TASK REQUIREMENTS: The records sit below. Return every line in them that holds the word "before".

*** TASK INPUTS Section Begins ***

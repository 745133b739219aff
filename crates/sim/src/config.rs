//! Simulation tuning. Loaded from sim.ron at startup.
//!
//! Every magic constant of the interaction feel lives here: the historical
//! source of this behavior tuned these values across many near-duplicate
//! scripts, so they are kept in one serde-backed struct instead.

use crate::catalog::PropClass;
use serde::{Deserialize, Serialize};
use std::path::{Path, PathBuf};

#[derive(Debug, Clone, Serialize, Deserialize)]
#[serde(default)]
pub struct SimConfig {
    // ── Grabbing ────────────────────────────────────────────────────────
    /// Capture radius for small instruments (thermometer, scissors…), meters.
    pub instrument_capture_radius: f32,
    /// Capture radius for bulkier devices (stethoscope, BP monitor), meters.
    pub device_capture_radius: f32,
    /// Seek gain: velocity per meter of offset from the hold point, 1/s.
    pub seek_response: f32,
    /// Offset beyond this is clamped before the gain applies (runaway guard).
    pub max_seek_distance: f32,
    /// Hard cap on driven speed, m/s (tunneling guard).
    pub max_seek_speed: f32,
    /// Held props stop this far short of static geometry, meters.
    pub wall_margin: f32,
    /// Linear damping applied while held.
    pub held_linear_damping: f32,
    /// Angular damping applied while held.
    pub held_angular_damping: f32,
    /// Source velocity multiplier for throws on release.
    pub throw_multiplier: f32,
    /// Seconds after release before a prop is grabbable again.
    pub grab_cooldown: f32,
    /// Maximum distance of the UI-priority ray, meters.
    pub ui_ray_max_distance: f32,

    // ── Measurement sequences ───────────────────────────────────────────
    /// Delay between target entry and the reading appearing, seconds.
    pub result_delay: f32,
    /// How long the reading stays visible, seconds.
    pub result_display: f32,

    // ── Dialogue ────────────────────────────────────────────────────────
    /// Typewriter reveal rate, characters per second.
    pub typing_chars_per_second: f32,
    /// How long the "not ready" explanation stays before the question returns.
    pub not_ready_hold: f32,
    /// Pause after a departing line before the scene switch fires.
    pub depart_delay: f32,

    // ── Player ──────────────────────────────────────────────────────────
    /// Walk speed, m/s.
    pub walk_speed: f32,
    /// Mouse look sensitivity, radians per pixel.
    pub look_sensitivity: f32,
    /// Distance from the camera to the desktop pointer's hold point, meters.
    pub pointer_reach: f32,
}

impl Default for SimConfig {
    fn default() -> Self {
        Self {
            instrument_capture_radius: 0.2,
            device_capture_radius: 0.35,
            seek_response: 12.0,
            max_seek_distance: 1.0,
            max_seek_speed: 6.0,
            wall_margin: 0.05,
            held_linear_damping: 4.0,
            held_angular_damping: 4.0,
            throw_multiplier: 1.5,
            grab_cooldown: 1.5,
            ui_ray_max_distance: 5.0,
            result_delay: 1.0,
            result_display: 2.0,
            typing_chars_per_second: 30.0,
            not_ready_hold: 2.0,
            depart_delay: 1.0,
            walk_speed: 2.0,
            look_sensitivity: 0.002,
            pointer_reach: 0.8,
        }
    }
}

impl SimConfig {
    /// Load config from `sim.ron`. If the file is missing or invalid, returns
    /// default config.
    pub fn load() -> Self {
        let path = config_path();
        if let Ok(data) = std::fs::read_to_string(&path) {
            match ron::from_str(&data) {
                Ok(c) => return c,
                Err(e) => log::warn!("Invalid config at {:?}: {}, using defaults", path, e),
            }
        }
        Self::default()
    }

    /// Capture radius for a prop class. Fixtures are never grabbable.
    pub fn capture_radius(&self, class: PropClass) -> f32 {
        match class {
            PropClass::Instrument => self.instrument_capture_radius,
            PropClass::Device => self.device_capture_radius,
            PropClass::Fixture => 0.0,
        }
    }
}

fn config_path() -> PathBuf {
    let local = Path::new("sim.ron");
    if local.exists() {
        return local.to_path_buf();
    }
    std::env::current_exe()
        .ok()
        .and_then(|p| p.parent().map(|d| d.join("sim.ron")))
        .unwrap_or_else(|| local.to_path_buf())
}

#[cfg(test)]
mod tests {
    use super::*;

    #[test]
    fn defaults_pick_radius_by_class() {
        let cfg = SimConfig::default();
        assert!(cfg.capture_radius(PropClass::Instrument) < cfg.capture_radius(PropClass::Device));
        assert_eq!(cfg.capture_radius(PropClass::Fixture), 0.0);
    }

    #[test]
    fn partial_ron_fills_missing_fields() {
        let cfg: SimConfig = ron::from_str("(grab_cooldown: 2.5)").unwrap();
        assert_eq!(cfg.grab_cooldown, 2.5);
        assert_eq!(cfg.max_seek_speed, SimConfig::default().max_seek_speed);
    }
}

*** TASK INPUTS Section Ends ***

RESPONSE:
    /// Offset beyond this is clamped before the gain applies (runaway guard).
    /// Seconds after release before a prop is grabbable again.
    /// How long the "not ready" explanation stays before the question returns.
    /// Pause after a departing line before the scene switch fires.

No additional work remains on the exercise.